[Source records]

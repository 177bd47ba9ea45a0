//! Path-based step addressing
//!
//! Step ids are unique only within their enclosing scope, so a step is named by
//! the pair (flow path, step id). A [`FlowPath`] is the list of hops from the
//! root flow; each hop names a step and the child scope entered under it.
//! Textual form: `loop1:body/cond1:then`, root is the empty string.

use serde::{Deserialize, Serialize};
use std::fmt;
use std::str::FromStr;

use super::flow::{ExecutionFlow, ExecutionStep};

/// Child scope of a step
#[derive(Debug, Clone, Copy, PartialEq, Eq, Hash, PartialOrd, Ord, Serialize, Deserialize)]
#[serde(rename_all = "lowercase")]
pub enum Scope {
    /// Nested `flow.steps`
    Flow,
    /// Loop `body`
    Body,
    /// Conditional `thenStep`
    Then,
    /// Conditional `elseStep`
    Else,
}

impl fmt::Display for Scope {
    fn fmt(&self, f: &mut fmt::Formatter<'_>) -> fmt::Result {
        match self {
            Self::Flow => write!(f, "flow"),
            Self::Body => write!(f, "body"),
            Self::Then => write!(f, "then"),
            Self::Else => write!(f, "else"),
        }
    }
}

impl FromStr for Scope {
    type Err = String;

    fn from_str(s: &str) -> Result<Self, Self::Err> {
        match s {
            "flow" => Ok(Self::Flow),
            "body" => Ok(Self::Body),
            "then" => Ok(Self::Then),
            "else" => Ok(Self::Else),
            _ => Err(format!("Unknown scope: {}. Use: flow, body, then, or else", s)),
        }
    }
}

/// One hop: the step entered and the scope entered under it
#[derive(Debug, Clone, PartialEq, Eq, Hash, PartialOrd, Ord)]
pub struct FlowSegment {
    pub step_id: String,
    pub scope: Scope,
}

/// Hops from the root flow to a scope
#[derive(Debug, Clone, PartialEq, Eq, Hash, PartialOrd, Ord, Default, Serialize, Deserialize)]
#[serde(try_from = "String", into = "String")]
pub struct FlowPath(Vec<FlowSegment>);

impl FlowPath {
    pub fn root() -> Self {
        Self::default()
    }

    pub fn is_root(&self) -> bool {
        self.0.is_empty()
    }

    pub fn depth(&self) -> usize {
        self.0.len()
    }

    pub fn segments(&self) -> &[FlowSegment] {
        &self.0
    }

    /// Path one hop deeper
    pub fn child(&self, step_id: impl Into<String>, scope: Scope) -> Self {
        let mut segments = self.0.clone();
        segments.push(FlowSegment {
            step_id: step_id.into(),
            scope,
        });
        Self(segments)
    }

    /// Steps of the scope this path names, or `None` if any hop is missing
    pub fn resolve<'a>(&self, flow: &'a ExecutionFlow) -> Option<Vec<&'a ExecutionStep>> {
        let mut steps: Vec<&ExecutionStep> = flow.steps.iter().collect();
        for segment in &self.0 {
            let step: &'a ExecutionStep = *steps.iter().find(|s| s.step_id == segment.step_id)?;
            steps = step.scope(segment.scope)?;
        }
        Some(steps)
    }
}

impl fmt::Display for FlowPath {
    fn fmt(&self, f: &mut fmt::Formatter<'_>) -> fmt::Result {
        let parts: Vec<String> = self
            .0
            .iter()
            .map(|segment| format!("{}:{}", segment.step_id, segment.scope))
            .collect();
        write!(f, "{}", parts.join("/"))
    }
}

impl FromStr for FlowPath {
    type Err = String;

    fn from_str(s: &str) -> Result<Self, Self::Err> {
        let s = s.trim();
        if s.is_empty() {
            return Ok(Self::root());
        }
        let segments = s
            .split('/')
            .map(|part| {
                let (step_id, scope) = part
                    .rsplit_once(':')
                    .ok_or_else(|| format!("Invalid path segment '{}': expected <stepId>:<scope>", part))?;
                if step_id.is_empty() {
                    return Err(format!("Invalid path segment '{}': empty step id", part));
                }
                Ok(FlowSegment {
                    step_id: step_id.to_string(),
                    scope: scope.parse()?,
                })
            })
            .collect::<Result<Vec<_>, String>>()?;
        Ok(Self(segments))
    }
}

impl TryFrom<String> for FlowPath {
    type Error = String;

    fn try_from(value: String) -> Result<Self, Self::Error> {
        value.parse()
    }
}

impl From<FlowPath> for String {
    fn from(value: FlowPath) -> Self {
        value.to_string()
    }
}

/// Identity of a step: (flow path, step id)
#[derive(Debug, Clone, PartialEq, Eq, Hash, PartialOrd, Ord, Serialize, Deserialize)]
#[serde(rename_all = "camelCase")]
pub struct StepKey {
    pub flow: FlowPath,
    pub step_id: String,
}

impl StepKey {
    pub fn new(flow: FlowPath, step_id: impl Into<String>) -> Self {
        Self {
            flow,
            step_id: step_id.into(),
        }
    }

    /// Key of a top-level step
    pub fn top(step_id: impl Into<String>) -> Self {
        Self::new(FlowPath::root(), step_id)
    }

    /// Find the addressed step
    pub fn resolve<'a>(&self, flow: &'a ExecutionFlow) -> Option<&'a ExecutionStep> {
        self.flow
            .resolve(flow)?
            .into_iter()
            .find(|step| step.step_id == self.step_id)
    }
}

impl fmt::Display for StepKey {
    fn fmt(&self, f: &mut fmt::Formatter<'_>) -> fmt::Result {
        if self.flow.is_root() {
            write!(f, "{}", self.step_id)
        } else {
            write!(f, "{}/{}", self.flow, self.step_id)
        }
    }
}

#[cfg(test)]
mod tests {
    use super::*;

    fn sample_flow() -> ExecutionFlow {
        serde_json::from_str(
            r#"{"type":"sequential","steps":[
                {"stepId":"s1","type":"sequential","agentId":"a1"},
                {"stepId":"loop1","type":"loop","loopType":"while",
                 "exitCondition":{"expression":"done"},
                 "body":[
                    {"stepId":"s1","type":"task"},
                    {"stepId":"cond1","type":"conditional","condition":"x",
                     "thenStep":{"stepId":"inner","type":"task"}}
                 ]}
            ]}"#,
        )
        .unwrap()
    }

    #[test]
    fn test_path_display_and_parse() {
        let path = FlowPath::root().child("loop1", Scope::Body).child("cond1", Scope::Then);
        assert_eq!(path.to_string(), "loop1:body/cond1:then");
        assert_eq!("loop1:body/cond1:then".parse::<FlowPath>().unwrap(), path);
        assert_eq!("".parse::<FlowPath>().unwrap(), FlowPath::root());
    }

    #[test]
    fn test_path_parse_errors() {
        assert!("loop1".parse::<FlowPath>().is_err());
        assert!("loop1:inside".parse::<FlowPath>().is_err());
        assert!(":body".parse::<FlowPath>().is_err());
    }

    #[test]
    fn test_same_id_in_different_scopes() {
        let flow = sample_flow();
        let top = StepKey::top("s1").resolve(&flow).unwrap();
        let nested = StepKey::new(FlowPath::root().child("loop1", Scope::Body), "s1")
            .resolve(&flow)
            .unwrap();

        assert_eq!(top.type_name(), "sequential");
        assert_eq!(nested.type_name(), "task");
    }

    #[test]
    fn test_resolve_then_scope() {
        let flow = sample_flow();
        let path: FlowPath = "loop1:body/cond1:then".parse().unwrap();
        let key = StepKey::new(path, "inner");
        assert!(key.resolve(&flow).is_some());
        assert_eq!(key.to_string(), "loop1:body/cond1:then/inner");
    }

    #[test]
    fn test_resolve_missing_scope() {
        let flow = sample_flow();
        let path: FlowPath = "loop1:body/cond1:else".parse().unwrap();
        assert!(path.resolve(&flow).is_none());
        assert!(StepKey::top("nope").resolve(&flow).is_none());
    }

    #[test]
    fn test_step_key_serde() {
        let key = StepKey::new("loop1:body".parse().unwrap(), "s1");
        let json = serde_json::to_string(&key).unwrap();
        assert_eq!(json, r#"{"flow":"loop1:body","stepId":"s1"}"#);
    }
}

▶ What you need to do
Whatever is in the entries above, write it out exactly.

▶ Finished exercise
repository 177bd47ba9ea45a0
//! Path-based step addressing
//!
//! Step ids are unique only within their enclosing scope, so a step is named by
//! the pair (flow path, step id). A [`FlowPath`] is the list of hops from the
//! root flow; each hop names a step and the child scope entered under it.
//! Textual form: `loop1:body/cond1:then`, root is the empty string.

use serde::{Deserialize, Serialize};
use std::fmt;
use std::str::FromStr;

use super::flow::{ExecutionFlow, ExecutionStep};

/// Child scope of a step
#[derive(Debug, Clone, Copy, PartialEq, Eq, Hash, PartialOrd, Ord, Serialize, Deserialize)]
#[serde(rename_all = "lowercase")]
pub enum Scope {
    /// Nested `flow.steps`
    Flow,
    /// Loop `body`
    Body,
    /// Conditional `thenStep`
    Then,
    /// Conditional `elseStep`
    Else,
}

impl fmt::Display for Scope {
    fn fmt(&self, f: &mut fmt::Formatter<'_>) -> fmt::Result {
        match self {
            Self::Flow => write!(f, "flow"),
            Self::Body => write!(f, "body"),
            Self::Then => write!(f, "then"),
            Self::Else => write!(f, "else"),
        }
    }
}

impl FromStr for Scope {
    type Err = String;

    fn from_str(s: &str) -> Result<Self, Self::Err> {
        match s {
            "flow" => Ok(Self::Flow),
            "body" => Ok(Self::Body),
            "then" => Ok(Self::Then),
            "else" => Ok(Self::Else),
            _ => Err(format!("Unknown scope: {}. Use: flow, body, then, or else", s)),
        }
    }
}

/// One hop: the step entered and the scope entered under it
#[derive(Debug, Clone, PartialEq, Eq, Hash, PartialOrd, Ord)]
pub struct FlowSegment {
    pub step_id: String,
    pub scope: Scope,
}

/// Hops from the root flow to a scope
#[derive(Debug, Clone, PartialEq, Eq, Hash, PartialOrd, Ord, Default, Serialize, Deserialize)]
#[serde(try_from = "String", into = "String")]
pub struct FlowPath(Vec<FlowSegment>);

impl FlowPath {
    pub fn root() -> Self {
        Self::default()
    }

    pub fn is_root(&self) -> bool {
        self.0.is_empty()
    }

    pub fn depth(&self) -> usize {
        self.0.len()
    }

    pub fn segments(&self) -> &[FlowSegment] {
        &self.0
    }

    /// Path one hop deeper
    pub fn child(&self, step_id: impl Into<String>, scope: Scope) -> Self {
        let mut segments = self.0.clone();
        segments.push(FlowSegment {
            step_id: step_id.into(),
            scope,
        });
        Self(segments)
    }

    /// Steps of the scope this path names, or `None` if any hop is missing
    pub fn resolve<'a>(&self, flow: &'a ExecutionFlow) -> Option<Vec<&'a ExecutionStep>> {
        let mut steps: Vec<&ExecutionStep> = flow.steps.iter().collect();
        for segment in &self.0 {
            let step: &'a ExecutionStep = *steps.iter().find(|s| s.step_id == segment.step_id)?;
            steps = step.scope(segment.scope)?;
        }
        Some(steps)
    }
}

impl fmt::Display for FlowPath {
    fn fmt(&self, f: &mut fmt::Formatter<'_>) -> fmt::Result {
        let parts: Vec<String> = self
            .0
            .iter()
            .map(|segment| format!("{}:{}", segment.step_id, segment.scope))
            .collect();
        write!(f, "{}", parts.join("/"))
    }
}

impl FromStr for FlowPath {
    type Err = String;

    fn from_str(s: &str) -> Result<Self, Self::Err> {
        let s = s.trim();
        if s.is_empty() {
            return Ok(Self::root());
        }
        let segments = s
            .split('/')
            .map(|part| {
                let (step_id, scope) = part
                    .rsplit_once(':')
                    .ok_or_else(|| format!("Invalid path segment '{}': expected <stepId>:<scope>", part))?;
                if step_id.is_empty() {
                    return Err(format!("Invalid path segment '{}': empty step id", part));
                }
                Ok(FlowSegment {
                    step_id: step_id.to_string(),
                    scope: scope.parse()?,
                })
            })
            .collect::<Result<Vec<_>, String>>()?;
        Ok(Self(segments))
    }
}

impl TryFrom<String> for FlowPath {
    type Error = String;

    fn try_from(value: String) -> Result<Self, Self::Error> {
        value.parse()
    }
}

impl From<FlowPath> for String {
    fn from(value: FlowPath) -> Self {
        value.to_string()
    }
}

/// Identity of a step: (flow path, step id)
#[derive(Debug, Clone, PartialEq, Eq, Hash, PartialOrd, Ord, Serialize, Deserialize)]
#[serde(rename_all = "camelCase")]
pub struct StepKey {
    pub flow: FlowPath,
    pub step_id: String,
}

impl StepKey {
    pub fn new(flow: FlowPath, step_id: impl Into<String>) -> Self {
        Self {
            flow,
            step_id: step_id.into(),
        }
    }

    /// Key of a top-level step
    pub fn top(step_id: impl Into<String>) -> Self {
        Self::new(FlowPath::root(), step_id)
    }

    /// Find the addressed step
    pub fn resolve<'a>(&self, flow: &'a ExecutionFlow) -> Option<&'a ExecutionStep> {
        self.flow
            .resolve(flow)?
            .into_iter()
            .find(|step| step.step_id == self.step_id)
    }
}

impl fmt::Display for StepKey {
    fn fmt(&self, f: &mut fmt::Formatter<'_>) -> fmt::Result {
        if self.flow.is_root() {
            write!(f, "{}", self.step_id)
        } else {
            write!(f, "{}/{}", self.flow, self.step_id)
        }
    }
}

#[cfg(test)]
mod tests {
    use super::*;

    fn sample_flow() -> ExecutionFlow {
        serde_json::from_str(
            r#"{"type":"sequential","steps":[
                {"stepId":"s1","type":"sequential","agentId":"a1"},
                {"stepId":"loop1","type":"loop","loopType":"while",
                 "exitCondition":{"expression":"done"},
                 "body":[
                    {"stepId":"s1","type":"task"},
                    {"stepId":"cond1","type":"conditional","condition":"x",
                     "thenStep":{"stepId":"inner","type":"task"}}
                 ]}
            ]}"#,
        )
        .unwrap()
    }

    #[test]
    fn test_path_display_and_parse() {
        let path = FlowPath::root().child("loop1", Scope::Body).child("cond1", Scope::Then);
        assert_eq!(path.to_string(), "loop1:body/cond1:then");
        assert_eq!("loop1:body/cond1:then".parse::<FlowPath>().unwrap(), path);
        assert_eq!("".parse::<FlowPath>().unwrap(), FlowPath::root());
    }

    #[test]
    fn test_path_parse_errors() {
        assert!("loop1".parse::<FlowPath>().is_err());
        assert!("loop1:inside".parse::<FlowPath>().is_err());
        assert!(":body".parse::<FlowPath>().is_err());
    }

    #[test]
    fn test_same_id_in_different_scopes() {
        let flow = sample_flow();
        let top = StepKey::top("s1").resolve(&flow).unwrap();
        let nested = StepKey::new(FlowPath::root().child("loop1", Scope::Body), "s1")
            .resolve(&flow)
            .unwrap();

        assert_eq!(top.type_name(), "sequential");
        assert_eq!(nested.type_name(), "task");
    }

    #[test]
    fn test_resolve_then_scope() {
        let flow = sample_flow();
        let path: FlowPath = "loop1:body/cond1:then".parse().unwrap();
        let key = StepKey::new(path, "inner");
        assert!(key.resolve(&flow).is_some());
        assert_eq!(key.to_string(), "loop1:body/cond1:then/inner");
    }

    #[test]
    fn test_resolve_missing_scope() {
        let flow = sample_flow();
        let path: FlowPath = "loop1:body/cond1:else".parse().unwrap();
        assert!(path.resolve(&flow).is_none());
        assert!(StepKey::top("nope").resolve(&flow).is_none());
    }

    #[test]
    fn test_step_key_serde() {
        let key = StepKey::new("loop1:body".parse().unwrap(), "s1");
        let json = serde_json::to_string(&key).unwrap();
        assert_eq!(json, r#"{"flow":"loop1:body","stepId":"s1"}"#);
    }
}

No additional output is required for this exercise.